The University of Cambridge is partnering with global pharmaceutical company Eli Lilly and Company in an active collaboration programme helping to find and develop potential new medicines, particularly in the areas of greatest need.

Over 60 European institutions have so far joined the initiative, called the Open Innovation Drug Discovery Platform.

The initiative aims to foster top talent in medical discovery, catering for the significant challenges researchers face in the current environment across Europe. The project is designed to tackle barriers to innovation, where cost-pressures, cutbacks and lack of resource pose risks to ongoing research and development.

I think of Open Innovation Drug Discovery as a platform consisting of multiple superhighways all pointed towards the final destination of discovering novel medicines that we believe have the potential to improve patients’ lives.

Alan D Palkowitz

“I think of Open Innovation Drug Discovery as a platform consisting of multiple superhighways all pointed towards the final destination of discovering novel medicines that we believe have the potential to improve patients’ lives,” said Alan D Palkowitz, PhD, vice president of discovery chemistry research and technologies, Lilly. “These superhighways connect scientists from all over the world with Lilly, for the common goal of finding new treatments for diseases where patients are in need and looking for answers, such as cancer, diabetes and MDR-TB (multi-drug resistant tuberculosis).”

“Our mission at Lilly is to help people live longer, healthier lives,” said Jan Lundberg, PhD, executive vice president, science and technology, and president, Lilly Research Laboratories. “In doing so, we look for where there is a need and forge ahead within our own labs and through partnerships. In that spirit, we recognize that there are many untapped sources of ideas and molecules outside of Lilly that would otherwise go unnoticed without initiatives like this one that advance science.”

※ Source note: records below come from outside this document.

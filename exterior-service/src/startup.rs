use crate::config::{ExteriorConfig, StorageBackend};
use crate::handlers;
use crate::services::providers::gradio::GradioFloorPlanProvider;
use crate::services::providers::replicate::ReplicateProvider;
use crate::services::providers::{FloorPlanProvider, ImageToImageProvider};
use crate::services::{LocalStorage, ObjectStore, S3Storage};
use axum::{
    extract::DefaultBodyLimit,
    middleware::from_fn,
    routing::{get, post},
    Router,
};
use service_core::error::AppError;
use service_core::middleware::{metrics_middleware, request_id_middleware, REQUEST_ID_HEADER};
use std::future::{Future, IntoFuture};
use std::net::SocketAddr;
use std::sync::Arc;
use tokio::net::TcpListener;
use tokio::signal;
use tower_http::trace::TraceLayer;

/// Largest accepted request body (multipart photo uploads).
pub const MAX_UPLOAD_BYTES: usize = 20 * 1024 * 1024;

/// Long-lived clients shared by every request.
#[derive(Clone)]
pub struct AppState {
    pub storage: Arc<dyn ObjectStore>,
    pub image_model: Arc<dyn ImageToImageProvider>,
    pub floor_plan: Arc<dyn FloorPlanProvider>,
}

impl AppState {
    /// Builds the production clients described by `config`.
    pub async fn from_config(config: &ExteriorConfig) -> Result<Self, AppError> {
        let storage: Arc<dyn ObjectStore> = match config.storage.backend {
            StorageBackend::S3 => {
                tracing::info!(
                    bucket = %config.storage.s3_bucket,
                    region = %config.storage.s3_region,
                    "Using S3 storage"
                );
                Arc::new(S3Storage::from_config(&config.storage).await)
            }
            StorageBackend::Local => {
                let storage = LocalStorage::new(
                    &config.storage.local_path,
                    &config.storage.public_base_url,
                )
                .await
                .map_err(|e| {
                    tracing::error!(
                        "Failed to initialize local storage at {}: {}",
                        config.storage.local_path,
                        e
                    );
                    e
                })?;
                tracing::info!(path = %config.storage.local_path, "Using local storage");
                Arc::new(storage)
            }
        };

        let image_model = ReplicateProvider::new(&config.replicate).map_err(|e| {
            AppError::ConfigError(anyhow::anyhow!("Replicate provider: {}", e))
        })?;
        tracing::info!(model = %config.replicate.model, "Initialized Replicate provider");

        let floor_plan = GradioFloorPlanProvider::new(&config.floor_plan);
        tracing::info!(space = %config.floor_plan.space, "Initialized floor plan provider");

        Ok(Self {
            storage,
            image_model: Arc::new(image_model),
            floor_plan: Arc::new(floor_plan),
        })
    }
}

pub fn router(state: AppState) -> Router {
    Router::new()
        .route("/health", get(handlers::health_check))
        .route("/metrics", get(handlers::metrics_endpoint))
        .route("/upload-exterior", post(handlers::upload_exterior))
        .route("/get-plan", post(handlers::get_plan))
        .layer(DefaultBodyLimit::max(MAX_UPLOAD_BYTES))
        .layer(from_fn(metrics_middleware))
        .layer(
            TraceLayer::new_for_http().make_span_with(|request: &axum::http::Request<_>| {
                let request_id = request
                    .headers()
                    .get(REQUEST_ID_HEADER)
                    .and_then(|value| value.to_str().ok())
                    .unwrap_or("-");

                tracing::info_span!(
                    "http_request",
                    request_id = %request_id,
                    method = %request.method(),
                    uri = %request.uri(),
                )
            }),
        )
        .layer(from_fn(request_id_middleware))
        .with_state(state)
}

pub struct Application {
    port: u16,
    server: Box<dyn Future<Output = std::io::Result<()>> + Send + Unpin>,
}

impl Application {
    /// Production server: clients from `config`, stops on SIGINT/SIGTERM.
    pub async fn build(config: ExteriorConfig) -> Result<Self, AppError> {
        let state = AppState::from_config(&config).await?;
        Self::serve(config.common.port, state, shutdown_signal()).await
    }

    /// Server with caller-supplied clients that runs until dropped.
    pub async fn build_with_state(config: ExteriorConfig, state: AppState) -> Result<Self, AppError> {
        Self::serve(config.common.port, state, std::future::pending()).await
    }

    /// Binds the listener and prepares a server that stops when `shutdown`
    /// resolves.
    pub async fn serve<F>(port: u16, state: AppState, shutdown: F) -> Result<Self, AppError>
    where
        F: Future<Output = ()> + Send + 'static,
    {
        let addr = SocketAddr::from(([0, 0, 0, 0], port));
        let listener = TcpListener::bind(addr).await.map_err(|e| {
            tracing::error!("Failed to bind TCP listener to {}: {}", addr, e);
            AppError::from(e)
        })?;
        let port = listener.local_addr()?.port();

        tracing::info!("Server runs at http://localhost:{}", port);

        let server = axum::serve(listener, router(state)).with_graceful_shutdown(shutdown);

        Ok(Self {
            port,
            server: Box::new(server.into_future()),
        })
    }

    pub fn port(&self) -> u16 {
        self.port
    }

    pub async fn run_until_stopped(self) -> std::io::Result<()> {
        self.server.await
    }
}

async fn shutdown_signal() {
    let ctrl_c = async {
        signal::ctrl_c()
            .await
            .expect("Failed to install Ctrl+C handler");
    };

    #[cfg(unix)]
    let terminate = async {
        signal::unix::signal(signal::unix::SignalKind::terminate())
            .expect("Failed to install SIGTERM handler")
            .recv()
            .await;
    };

    #[cfg(not(unix))]
    let terminate = std::future::pending::<()>();

    tokio::select! {
        _ = ctrl_c => {},
        _ = terminate => {},
    }

    tracing::info!("Shutdown signal received");
}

“This programme has the potential to provide important short and longer-term benefits to Cambridge researchers,” said Dr Emma Barker of Cambridge Enterprise, the University’s commercialisation group, which will manage the agreement. “The access to Lilly’s sophisticated in vitro model systems, as well as the potential for future collaborations and licenses with the goal of discovering new therapeutics, makes these types of initiatives very important.”

Designed to minimise obstacles and benefit continued research that supplements the innovation of Lilly’s scientists, the new platform – accessed via a secure website: https://openinnovation.lilly.com – offers researchers working in universities, hospitals and other academic institutions an opportunity to use Lilly’s innovative research and development capacity to evaluate compounds in development as potential new medicines.

Other participating universities, biotechs and research institutes are located in Austria, Belgium, Czech Republic, France, Germany, Hungary, Ireland, Italy, Poland, Portugal, Spain, Switzerland and the UK.